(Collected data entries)
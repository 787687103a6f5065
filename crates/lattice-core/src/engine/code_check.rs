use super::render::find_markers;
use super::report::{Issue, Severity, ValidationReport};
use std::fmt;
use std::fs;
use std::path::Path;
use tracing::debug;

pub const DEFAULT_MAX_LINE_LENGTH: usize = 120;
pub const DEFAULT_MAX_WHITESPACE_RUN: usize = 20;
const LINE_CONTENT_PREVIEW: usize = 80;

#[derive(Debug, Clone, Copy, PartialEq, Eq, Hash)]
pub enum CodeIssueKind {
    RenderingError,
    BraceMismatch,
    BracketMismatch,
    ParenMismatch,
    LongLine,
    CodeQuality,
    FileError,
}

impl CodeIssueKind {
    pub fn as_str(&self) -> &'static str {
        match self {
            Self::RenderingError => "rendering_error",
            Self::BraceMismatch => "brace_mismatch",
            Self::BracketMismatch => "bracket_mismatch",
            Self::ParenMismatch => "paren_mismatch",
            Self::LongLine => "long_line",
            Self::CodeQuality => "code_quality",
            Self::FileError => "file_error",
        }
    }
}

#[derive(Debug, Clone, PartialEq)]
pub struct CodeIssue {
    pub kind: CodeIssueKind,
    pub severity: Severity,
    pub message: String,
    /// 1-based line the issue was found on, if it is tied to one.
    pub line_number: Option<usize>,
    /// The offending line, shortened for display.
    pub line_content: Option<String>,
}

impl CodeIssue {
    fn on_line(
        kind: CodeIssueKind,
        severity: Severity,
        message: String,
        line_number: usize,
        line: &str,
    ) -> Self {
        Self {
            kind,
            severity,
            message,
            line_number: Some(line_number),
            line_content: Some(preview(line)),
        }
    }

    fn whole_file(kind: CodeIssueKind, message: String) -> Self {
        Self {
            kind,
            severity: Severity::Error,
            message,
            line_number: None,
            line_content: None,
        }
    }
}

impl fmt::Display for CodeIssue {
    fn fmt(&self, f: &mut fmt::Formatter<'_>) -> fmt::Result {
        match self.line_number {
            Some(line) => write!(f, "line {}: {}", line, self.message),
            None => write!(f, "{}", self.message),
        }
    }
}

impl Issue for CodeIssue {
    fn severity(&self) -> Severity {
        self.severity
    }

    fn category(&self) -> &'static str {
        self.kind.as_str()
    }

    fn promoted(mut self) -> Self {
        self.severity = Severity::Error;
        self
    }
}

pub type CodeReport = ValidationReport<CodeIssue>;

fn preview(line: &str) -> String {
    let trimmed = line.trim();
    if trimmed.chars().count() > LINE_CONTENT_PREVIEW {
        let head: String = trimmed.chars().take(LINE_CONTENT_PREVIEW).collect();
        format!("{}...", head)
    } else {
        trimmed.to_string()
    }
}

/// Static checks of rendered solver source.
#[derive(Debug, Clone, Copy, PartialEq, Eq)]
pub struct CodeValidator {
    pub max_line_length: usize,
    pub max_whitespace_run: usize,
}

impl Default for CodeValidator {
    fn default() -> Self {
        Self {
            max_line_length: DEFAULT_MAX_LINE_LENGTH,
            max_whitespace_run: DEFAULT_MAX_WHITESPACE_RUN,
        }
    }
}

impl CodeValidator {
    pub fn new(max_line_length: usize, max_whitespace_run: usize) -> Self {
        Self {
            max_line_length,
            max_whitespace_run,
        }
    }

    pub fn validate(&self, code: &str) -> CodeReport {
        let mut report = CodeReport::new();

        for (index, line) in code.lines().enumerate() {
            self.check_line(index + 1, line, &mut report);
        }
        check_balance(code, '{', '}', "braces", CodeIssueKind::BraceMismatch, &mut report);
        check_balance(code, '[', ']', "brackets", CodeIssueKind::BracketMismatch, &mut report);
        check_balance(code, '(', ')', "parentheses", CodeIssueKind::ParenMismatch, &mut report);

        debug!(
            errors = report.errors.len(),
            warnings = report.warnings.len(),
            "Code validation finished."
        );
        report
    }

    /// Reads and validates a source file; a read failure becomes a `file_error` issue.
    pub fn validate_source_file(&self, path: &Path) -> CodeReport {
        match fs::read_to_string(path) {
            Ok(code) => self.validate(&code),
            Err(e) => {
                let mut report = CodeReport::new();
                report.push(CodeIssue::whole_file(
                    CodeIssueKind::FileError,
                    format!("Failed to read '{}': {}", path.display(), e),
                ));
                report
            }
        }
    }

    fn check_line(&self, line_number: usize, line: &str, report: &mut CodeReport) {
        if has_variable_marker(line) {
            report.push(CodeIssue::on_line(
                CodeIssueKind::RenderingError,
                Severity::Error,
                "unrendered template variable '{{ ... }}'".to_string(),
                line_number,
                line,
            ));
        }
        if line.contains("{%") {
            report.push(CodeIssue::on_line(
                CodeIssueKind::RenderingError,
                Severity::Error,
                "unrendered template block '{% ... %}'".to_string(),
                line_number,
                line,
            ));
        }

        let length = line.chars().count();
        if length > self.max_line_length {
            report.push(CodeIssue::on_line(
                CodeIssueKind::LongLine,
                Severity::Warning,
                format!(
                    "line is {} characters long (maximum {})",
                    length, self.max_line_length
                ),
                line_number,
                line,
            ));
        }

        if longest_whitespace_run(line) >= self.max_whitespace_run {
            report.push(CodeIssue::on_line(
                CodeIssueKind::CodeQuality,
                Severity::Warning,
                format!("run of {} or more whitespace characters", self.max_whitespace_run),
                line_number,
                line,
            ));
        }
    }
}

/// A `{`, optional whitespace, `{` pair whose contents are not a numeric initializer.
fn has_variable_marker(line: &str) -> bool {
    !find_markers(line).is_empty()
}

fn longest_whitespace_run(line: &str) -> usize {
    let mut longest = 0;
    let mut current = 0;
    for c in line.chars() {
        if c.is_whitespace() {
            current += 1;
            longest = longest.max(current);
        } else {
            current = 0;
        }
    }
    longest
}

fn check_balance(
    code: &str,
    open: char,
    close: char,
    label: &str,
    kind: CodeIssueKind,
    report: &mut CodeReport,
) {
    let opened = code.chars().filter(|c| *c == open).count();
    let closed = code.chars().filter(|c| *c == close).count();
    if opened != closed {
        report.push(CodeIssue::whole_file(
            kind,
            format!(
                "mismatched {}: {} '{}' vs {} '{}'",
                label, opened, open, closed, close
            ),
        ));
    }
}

▸ **Task brief**: Faithfully transcribe the whole of the data.

▸ **Solution to this exercise**:
repository 787687103a6f5065
filename crates/lattice-core/src/engine/code_check.rs
use super::render::find_markers;
use super::report::{Issue, Severity, ValidationReport};
use std::fmt;
use std::fs;
use std::path::Path;
use tracing::debug;

pub const DEFAULT_MAX_LINE_LENGTH: usize = 120;
pub const DEFAULT_MAX_WHITESPACE_RUN: usize = 20;
const LINE_CONTENT_PREVIEW: usize = 80;

#[derive(Debug, Clone, Copy, PartialEq, Eq, Hash)]
pub enum CodeIssueKind {
    RenderingError,
    BraceMismatch,
    BracketMismatch,
    ParenMismatch,
    LongLine,
    CodeQuality,
    FileError,
}

impl CodeIssueKind {
    pub fn as_str(&self) -> &'static str {
        match self {
            Self::RenderingError => "rendering_error",
            Self::BraceMismatch => "brace_mismatch",
            Self::BracketMismatch => "bracket_mismatch",
            Self::ParenMismatch => "paren_mismatch",
            Self::LongLine => "long_line",
            Self::CodeQuality => "code_quality",
            Self::FileError => "file_error",
        }
    }
}

#[derive(Debug, Clone, PartialEq)]
pub struct CodeIssue {
    pub kind: CodeIssueKind,
    pub severity: Severity,
    pub message: String,
    /// 1-based line the issue was found on, if it is tied to one.
    pub line_number: Option<usize>,
    /// The offending line, shortened for display.
    pub line_content: Option<String>,
}

impl CodeIssue {
    fn on_line(
        kind: CodeIssueKind,
        severity: Severity,
        message: String,
        line_number: usize,
        line: &str,
    ) -> Self {
        Self {
            kind,
            severity,
            message,
            line_number: Some(line_number),
            line_content: Some(preview(line)),
        }
    }

    fn whole_file(kind: CodeIssueKind, message: String) -> Self {
        Self {
            kind,
            severity: Severity::Error,
            message,
            line_number: None,
            line_content: None,
        }
    }
}

impl fmt::Display for CodeIssue {
    fn fmt(&self, f: &mut fmt::Formatter<'_>) -> fmt::Result {
        match self.line_number {
            Some(line) => write!(f, "line {}: {}", line, self.message),
            None => write!(f, "{}", self.message),
        }
    }
}

impl Issue for CodeIssue {
    fn severity(&self) -> Severity {
        self.severity
    }

    fn category(&self) -> &'static str {
        self.kind.as_str()
    }

    fn promoted(mut self) -> Self {
        self.severity = Severity::Error;
        self
    }
}

pub type CodeReport = ValidationReport<CodeIssue>;

fn preview(line: &str) -> String {
    let trimmed = line.trim();
    if trimmed.chars().count() > LINE_CONTENT_PREVIEW {
        let head: String = trimmed.chars().take(LINE_CONTENT_PREVIEW).collect();
        format!("{}...", head)
    } else {
        trimmed.to_string()
    }
}

/// Static checks of rendered solver source.
#[derive(Debug, Clone, Copy, PartialEq, Eq)]
pub struct CodeValidator {
    pub max_line_length: usize,
    pub max_whitespace_run: usize,
}

impl Default for CodeValidator {
    fn default() -> Self {
        Self {
            max_line_length: DEFAULT_MAX_LINE_LENGTH,
            max_whitespace_run: DEFAULT_MAX_WHITESPACE_RUN,
        }
    }
}

impl CodeValidator {
    pub fn new(max_line_length: usize, max_whitespace_run: usize) -> Self {
        Self {
            max_line_length,
            max_whitespace_run,
        }
    }

    pub fn validate(&self, code: &str) -> CodeReport {
        let mut report = CodeReport::new();

        for (index, line) in code.lines().enumerate() {
            self.check_line(index + 1, line, &mut report);
        }
        check_balance(code, '{', '}', "braces", CodeIssueKind::BraceMismatch, &mut report);
        check_balance(code, '[', ']', "brackets", CodeIssueKind::BracketMismatch, &mut report);
        check_balance(code, '(', ')', "parentheses", CodeIssueKind::ParenMismatch, &mut report);

        debug!(
            errors = report.errors.len(),
            warnings = report.warnings.len(),
            "Code validation finished."
        );
        report
    }

    /// Reads and validates a source file; a read failure becomes a `file_error` issue.
    pub fn validate_source_file(&self, path: &Path) -> CodeReport {
        match fs::read_to_string(path) {
            Ok(code) => self.validate(&code),
            Err(e) => {
                let mut report = CodeReport::new();
                report.push(CodeIssue::whole_file(
                    CodeIssueKind::FileError,
                    format!("Failed to read '{}': {}", path.display(), e),
                ));
                report
            }
        }
    }

    fn check_line(&self, line_number: usize, line: &str, report: &mut CodeReport) {
        if has_variable_marker(line) {
            report.push(CodeIssue::on_line(
                CodeIssueKind::RenderingError,
                Severity::Error,
                "unrendered template variable '{{ ... }}'".to_string(),
                line_number,
                line,
            ));
        }
        if line.contains("{%") {
            report.push(CodeIssue::on_line(
                CodeIssueKind::RenderingError,
                Severity::Error,
                "unrendered template block '{% ... %}'".to_string(),
                line_number,
                line,
            ));
        }

        let length = line.chars().count();
        if length > self.max_line_length {
            report.push(CodeIssue::on_line(
                CodeIssueKind::LongLine,
                Severity::Warning,
                format!(
                    "line is {} characters long (maximum {})",
                    length, self.max_line_length
                ),
                line_number,
                line,
            ));
        }

        if longest_whitespace_run(line) >= self.max_whitespace_run {
            report.push(CodeIssue::on_line(
                CodeIssueKind::CodeQuality,
                Severity::Warning,
                format!("run of {} or more whitespace characters", self.max_whitespace_run),
                line_number,
                line,
            ));
        }
    }
}

/// A `{`, optional whitespace, `{` pair whose contents are not a numeric initializer.
fn has_variable_marker(line: &str) -> bool {
    !find_markers(line).is_empty()
}

fn longest_whitespace_run(line: &str) -> usize {
    let mut longest = 0;
    let mut current = 0;
    for c in line.chars() {
        if c.is_whitespace() {
            current += 1;
            longest = longest.max(current);
        } else {
            current = 0;
        }
    }
    longest
}

fn check_balance(
    code: &str,
    open: char,
    close: char,
    label: &str,
    kind: CodeIssueKind,
    report: &mut CodeReport,
) {
    let opened = code.chars().filter(|c| *c == open).count();
    let closed = code.chars().filter(|c| *c == close).count();
    if opened != closed {
        report.push(CodeIssue::whole_file(
            kind,
            format!(
                "mismatched {}: {} '{}' vs {} '{}'",
                label, opened, open, closed, close
            ),
        ));
    }
}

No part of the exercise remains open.